Thursday, September 10, 2009

Ontario & Quebec to meet on climate change

Climate tops agenda for McGuinty, Charest

Ontario Premier Dalton McGuinty and Quebec Premier Jean Charest meet today amid fears of a federal climate-change plan that would allow Alberta's oil sands to keep polluting while hindering industry in Central Canada.

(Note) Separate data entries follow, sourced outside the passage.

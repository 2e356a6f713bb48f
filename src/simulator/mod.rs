//! Synthetic price series
//!
//! Generates per-minute price series so the dashboard stays usable without a
//! backend. Two generators are available and stay separate because they
//! behave differently: the random walk compounds its noise from one minute to
//! the next, the linear trend draws independent noise around a straight line.

mod params;

pub use params::{ParamTable, SymbolParams};

use chrono::{DateTime, Duration, Utc};
use rand::{Rng, RngCore};
use serde::Deserialize;
use std::fmt;
use std::sync::Arc;

use crate::types::{PricePoint, SymbolSeries, MIN_PRICE};

/// Produces the raw price sequence for one symbol, oldest first
pub trait SeriesGenerator: Send + Sync {
    /// Generator name for logging
    fn name(&self) -> &'static str;

    /// Parameter table the generator reads from
    fn params(&self) -> &ParamTable;

    /// Generate `minutes` prices, each at least [`MIN_PRICE`]
    fn prices(&self, params: &SymbolParams, minutes: usize, rng: &mut dyn RngCore) -> Vec<f64>;
}

/// Uniform draw from [-0.5, 0.5)
fn symmetric(rng: &mut dyn RngCore) -> f64 {
    rng.gen::<f64>() - 0.5
}

fn round_cents(price: f64) -> f64 {
    (price * 100.0).round() / 100.0
}

/// Compounding random walk with a per-series drift
///
/// Drift is drawn once per series as `U * params.drift`; each minute then
/// moves the price by `price * volatility * U'` plus `price * drift`.
#[derive(Debug, Clone)]
pub struct RandomWalk {
    table: ParamTable,
}

impl RandomWalk {
    pub fn new(table: ParamTable) -> Self {
        Self { table }
    }
}

impl Default for RandomWalk {
    fn default() -> Self {
        Self::new(ParamTable::random_walk())
    }
}

impl SeriesGenerator for RandomWalk {
    fn name(&self) -> &'static str {
        "random_walk"
    }

    fn params(&self) -> &ParamTable {
        &self.table
    }

    fn prices(&self, params: &SymbolParams, minutes: usize, rng: &mut dyn RngCore) -> Vec<f64> {
        let trend = symmetric(rng) * params.drift;
        let mut price = params.base_price.max(MIN_PRICE);

        (0..minutes)
            .map(|_| {
                let random_change = symmetric(rng) * params.volatility * price;
                let trend_change = trend * price;
                price = (price + random_change + trend_change).max(MIN_PRICE);
                // The walk keeps full precision; only the emitted price is rounded
                round_cents(price)
            })
            .collect()
    }
}

/// Independent noise around a line from the base price to `base + drift`
#[derive(Debug, Clone)]
pub struct LinearTrend {
    table: ParamTable,
}

impl LinearTrend {
    pub fn new(table: ParamTable) -> Self {
        Self { table }
    }
}

impl Default for LinearTrend {
    fn default() -> Self {
        Self::new(ParamTable::linear_trend())
    }
}

impl SeriesGenerator for LinearTrend {
    fn name(&self) -> &'static str {
        "linear_trend"
    }

    fn params(&self) -> &ParamTable {
        &self.table
    }

    fn prices(&self, params: &SymbolParams, minutes: usize, rng: &mut dyn RngCore) -> Vec<f64> {
        let n = minutes as f64;
        (0..minutes)
            .map(|i| {
                let random_offset = symmetric(rng) * params.volatility;
                let trend_offset = params.drift * (i + 1) as f64 / n;
                (params.base_price + random_offset + trend_offset).max(MIN_PRICE)
            })
            .collect()
    }
}

/// Selectable generator
#[derive(Debug, Clone, Copy, PartialEq, Eq, Default, Deserialize)]
#[serde(rename_all = "snake_case")]
pub enum SimulationStrategy {
    #[default]
    RandomWalk,
    LinearTrend,
}

impl SimulationStrategy {
    pub fn generator(&self) -> Arc<dyn SeriesGenerator> {
        match self {
            SimulationStrategy::RandomWalk => Arc::new(RandomWalk::default()),
            SimulationStrategy::LinearTrend => Arc::new(LinearTrend::default()),
        }
    }

    pub fn from_str(s: &str) -> Option<Self> {
        match s.to_lowercase().as_str() {
            "random_walk" | "random-walk" | "walk" => Some(SimulationStrategy::RandomWalk),
            "linear_trend" | "linear-trend" | "linear" => Some(SimulationStrategy::LinearTrend),
            _ => None,
        }
    }
}

impl fmt::Display for SimulationStrategy {
    fn fmt(&self, f: &mut fmt::Formatter<'_>) -> fmt::Result {
        match self {
            SimulationStrategy::RandomWalk => write!(f, "random_walk"),
            SimulationStrategy::LinearTrend => write!(f, "linear_trend"),
        }
    }
}

/// Turns generator output into timestamped series ending at "now"
#[derive(Clone)]
pub struct SeriesSimulator {
    generator: Arc<dyn SeriesGenerator>,
}

impl SeriesSimulator {
    pub fn new(strategy: SimulationStrategy) -> Self {
        Self {
            generator: strategy.generator(),
        }
    }

    pub fn with_generator(generator: Arc<dyn SeriesGenerator>) -> Self {
        Self { generator }
    }

    pub fn generator_name(&self) -> &'static str {
        self.generator.name()
    }

    /// Generate a series ending at the current instant
    pub fn generate(&self, symbol: &str, minutes: usize) -> SymbolSeries {
        let mut rng = rand::thread_rng();
        self.generate_at(symbol, minutes, Utc::now(), &mut rng)
    }

    /// Generate a series whose last point is dated `now`, one minute apart
    pub fn generate_at(
        &self,
        symbol: &str,
        minutes: usize,
        now: DateTime<Utc>,
        rng: &mut dyn RngCore,
    ) -> SymbolSeries {
        let params = self.generator.params().lookup(symbol);
        let prices = self.generator.prices(&params, minutes, rng);

        let points = prices
            .into_iter()
            .enumerate()
            .map(|(i, price)| {
                let minutes_back = (minutes - i - 1) as i64;
                PricePoint::floored(now - Duration::minutes(minutes_back), price)
            })
            .collect();

        tracing::trace!(
            symbol = %symbol,
            minutes,
            generator = self.generator.name(),
            "Generated synthetic series"
        );

        SymbolSeries::new(symbol, points)
    }
}

impl Default for SeriesSimulator {
    fn default() -> Self {
        Self::new(SimulationStrategy::default())
    }
}

impl fmt::Debug for SeriesSimulator {
    fn fmt(&self, f: &mut fmt::Formatter<'_>) -> fmt::Result {
        f.debug_struct("SeriesSimulator")
            .field("generator", &self.generator.name())
            .finish()
    }
}
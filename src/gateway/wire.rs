//! Backend JSON payloads and their conversion into domain types
//!
//! Anything that does not fit the domain invariants is reported as
//! [`GatewayError::Payload`] so the caller falls back to synthetic data.

use chrono::{DateTime, Local, NaiveDateTime, TimeZone, Utc};
use serde::Deserialize;
use std::collections::BTreeMap;

use super::error::{GatewayError, GatewayResult};
use crate::types::{
    CorrelationMatrix, CorrelationReport, DescriptiveStats, PricePoint, StockSeries, SymbolSeries,
};

/// Slack allowed on correlation coefficients before they are rejected
const CORRELATION_TOLERANCE: f64 = 1e-9;

/// `GET /api/stocks`
#[derive(Debug, Clone, Deserialize)]
pub struct WireSymbols {
    pub stocks: Vec<String>,
}

impl WireSymbols {
    pub fn into_symbols(self) -> GatewayResult<Vec<String>> {
        let symbols: Vec<String> = self
            .stocks
            .into_iter()
            .map(|s| s.trim().to_string())
            .filter(|s| !s.is_empty())
            .collect();

        if symbols.is_empty() {
            return Err(GatewayError::Payload("empty symbol list".to_string()));
        }
        Ok(symbols)
    }
}

/// One price item; `value` is accepted in place of `price`
#[derive(Debug, Clone, Deserialize)]
pub struct WirePoint {
    #[serde(default)]
    pub timestamp: Option<String>,
    #[serde(default, alias = "value")]
    pub price: Option<serde_json::Value>,
}

/// `GET /api/stocks/{symbol}`
#[derive(Debug, Clone, Deserialize)]
pub struct WireSeries {
    #[serde(default)]
    pub symbol: Option<String>,
    #[serde(alias = "prices", alias = "stockData")]
    pub data: Vec<WirePoint>,
    #[serde(default)]
    pub average: Option<f64>,
}

impl WireSeries {
    /// Validate into a series holding at most the last `minutes` points
    pub fn into_stock_series(self, requested: &str, minutes: usize) -> GatewayResult<StockSeries> {
        let mut points = self
            .data
            .iter()
            .enumerate()
            .map(|(i, item)| parse_point(item).ok_or_else(|| invalid_point(i, item)))
            .collect::<GatewayResult<Vec<PricePoint>>>()?;

        if points.is_empty() {
            return Err(GatewayError::Payload(format!(
                "no price points for {}",
                requested
            )));
        }

        points.sort_by_key(PricePoint::timestamp);
        let trimmed = points.len() > minutes;
        if trimmed {
            points.drain(..points.len() - minutes);
        }

        let symbol = self
            .symbol
            .filter(|s| !s.trim().is_empty())
            .unwrap_or_else(|| requested.to_string());
        let series = SymbolSeries::new(symbol, points);

        // The service average only describes the points when none were dropped
        let average = match self.average {
            Some(avg) if avg.is_finite() && !trimmed => avg,
            _ => series.average(),
        };

        Ok(StockSeries::new(series, average, minutes))
    }
}

fn invalid_point(index: usize, item: &WirePoint) -> GatewayError {
    GatewayError::Payload(format!(
        "invalid price point #{} (timestamp={:?}, price={:?})",
        index, item.timestamp, item.price
    ))
}

fn parse_point(item: &WirePoint) -> Option<PricePoint> {
    let timestamp = parse_timestamp(item.timestamp.as_deref()?)?;
    let price = parse_price(item.price.as_ref()?)?;
    PricePoint::try_new(timestamp, price)
}

fn parse_price(value: &serde_json::Value) -> Option<f64> {
    match value {
        serde_json::Value::Number(n) => n.as_f64(),
        serde_json::Value::String(s) => s.trim().parse::<f64>().ok(),
        _ => None,
    }
}

/// RFC 3339, or a naive ISO timestamp read as local time
pub fn parse_timestamp(raw: &str) -> Option<DateTime<Utc>> {
    if let Ok(ts) = DateTime::parse_from_rfc3339(raw) {
        return Some(ts.with_timezone(&Utc));
    }

    let naive = NaiveDateTime::parse_from_str(raw, "%Y-%m-%dT%H:%M:%S%.f").ok()?;
    Local
        .from_local_datetime(&naive)
        .earliest()
        .map(|ts| ts.with_timezone(&Utc))
}

/// `GET /api/correlation`
#[derive(Debug, Clone, Deserialize)]
pub struct WireCorrelation {
    pub correlations: BTreeMap<String, BTreeMap<String, f64>>,
    #[serde(default)]
    pub statistics: BTreeMap<String, DescriptiveStats>,
    pub symbols: Vec<String>,
}

impl WireCorrelation {
    pub fn into_report(self, minutes: usize) -> GatewayResult<CorrelationReport> {
        if self.symbols.is_empty() {
            return Err(GatewayError::Payload(
                "correlation payload lists no symbols".to_string(),
            ));
        }

        let mut matrix = CorrelationMatrix::new();
        for a in &self.symbols {
            let row = self
                .correlations
                .get(a)
                .ok_or_else(|| GatewayError::Payload(format!("missing correlation row {}", a)))?;

            for b in &self.symbols {
                let value = row.get(b).copied().ok_or_else(|| {
                    GatewayError::Payload(format!("missing correlation {}/{}", a, b))
                })?;
                if !value.is_finite() || value.abs() > 1.0 + CORRELATION_TOLERANCE {
                    return Err(GatewayError::Payload(format!(
                        "correlation {}/{} out of range: {}",
                        a, b, value
                    )));
                }
                let value = if a == b { 1.0 } else { value.clamp(-1.0, 1.0) };
                matrix.set(a, b, value);
            }
        }

        for (i, a) in self.symbols.iter().enumerate() {
            for b in &self.symbols[i + 1..] {
                let (ab, ba) = (matrix.get(a, b), matrix.get(b, a));
                if let (Some(ab), Some(ba)) = (ab, ba) {
                    if (ab - ba).abs() > CORRELATION_TOLERANCE {
                        return Err(GatewayError::Payload(format!(
                            "asymmetric correlation {}/{}: {} vs {}",
                            a, b, ab, ba
                        )));
                    }
                }
            }
        }

        let mut statistics = BTreeMap::new();
        for symbol in &self.symbols {
            let stats = self
                .statistics
                .get(symbol)
                .copied()
                .ok_or_else(|| GatewayError::Payload(format!("missing statistics {}", symbol)))?;
            if !stats.average.is_finite() || !stats.std_dev.is_finite() {
                return Err(GatewayError::Payload(format!(
                    "non-finite statistics for {}",
                    symbol
                )));
            }
            statistics.insert(symbol.clone(), stats);
        }

        Ok(CorrelationReport {
            matrix,
            statistics,
            symbols: self.symbols,
            time_range: minutes,
        })
    }
}
//! Backend endpoint discovery
//!
//! Sweeps an ordered candidate list with a short health check and caches the
//! first endpoint that answers. The cache is sticky: once set it is returned
//! without re-probing until [`ConnectionProbe::reset`] or
//! [`ConnectionProbe::invalidate`] clears it.

use std::sync::Arc;
use std::time::Duration;
use tokio::sync::RwLock;
use tracing::{debug, info, warn};

use super::transport::RemoteCall;

#[derive(Debug, Default)]
struct ProbeState {
    active: Option<String>,
    attempted: bool,
}

/// Shared handle to the endpoint cache
///
/// Clones share the same cache.
#[derive(Clone)]
pub struct ConnectionProbe {
    transport: Arc<dyn RemoteCall>,
    candidates: Arc<[String]>,
    timeout: Duration,
    state: Arc<RwLock<ProbeState>>,
}

impl ConnectionProbe {
    pub fn new(transport: Arc<dyn RemoteCall>, candidates: Vec<String>, timeout: Duration) -> Self {
        Self {
            transport,
            candidates: candidates.into(),
            timeout,
            state: Arc::new(RwLock::new(ProbeState::default())),
        }
    }

    pub fn candidates(&self) -> &[String] {
        &self.candidates
    }

    /// Cached endpoint, or the first candidate that passes a health check
    pub async fn discover(&self) -> Option<String> {
        {
            let state = self.state.read().await;
            if state.attempted {
                if let Some(active) = &state.active {
                    return Some(active.clone());
                }
            }
        }

        self.state.write().await.attempted = true;

        for candidate in self.candidates.iter() {
            debug!(endpoint = %candidate, "Probing backend");
            match self.transport.check_health(candidate, self.timeout).await {
                Ok(()) => {
                    self.state.write().await.active = Some(candidate.clone());
                    info!(endpoint = %candidate, "✅ Connected to backend");
                    return Some(candidate.clone());
                }
                Err(e) => {
                    debug!(endpoint = %candidate, error = %e, "Backend candidate unreachable");
                }
            }
        }

        self.state.write().await.active = None;
        warn!(
            candidates = self.candidates.len(),
            "No backend connection available"
        );
        None
    }

    /// Forget the cached endpoint and the attempt flag
    pub async fn reset(&self) {
        let mut state = self.state.write().await;
        state.active = None;
        state.attempted = false;
        debug!("Connection state reset");
    }

    /// Drop the cached endpoint after a failed live call
    pub async fn invalidate(&self) {
        let mut state = self.state.write().await;
        if let Some(endpoint) = state.active.take() {
            debug!(endpoint = %endpoint, "Invalidated backend endpoint");
        }
    }

    pub async fn active_endpoint(&self) -> Option<String> {
        self.state.read().await.active.clone()
    }

    pub async fn is_connected(&self) -> bool {
        self.state.read().await.active.is_some()
    }
}

impl std::fmt::Debug for ConnectionProbe {
    fn fmt(&self, f: &mut std::fmt::Formatter<'_>) -> std::fmt::Result {
        f.debug_struct("ConnectionProbe")
            .field("candidates", &self.candidates)
            .field("timeout", &self.timeout)
            .finish()
    }
}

McGuinty and Charest are meeting alone before tomorrow's joint Ontario-Quebec cabinet session to discuss Ottawa's controversial scheme to reduce greenhouse gas emissions. Officials in Ontario say there is concern Prime Minister Stephen Harper will cap emissions from manufacturers here and allow energy firms to meet more flexible "intensity" targets that would allow output – and pollution – to grow...
"Intensity targets" are the linchpin in the Big Energy's plan to allow greenhouse gas production to rise. Ontario and Quebec are right in challenging them.
In the last joint Ontario-Quebec cabinet meeting, on June 2, 2008, McGuinty and Charest announced an interprovincial carbon-trading market. Under their system, companies that produce fewer emissions than their caps permit could sell their unused quota on an open market to big polluting firms that exceed their emissions cap.
This is the "trade" part of "cap and trade". The big question is "what's the cap"? How will this plan actually reduce greenhouse gas production to 20th century levels?

I will be following this story closely.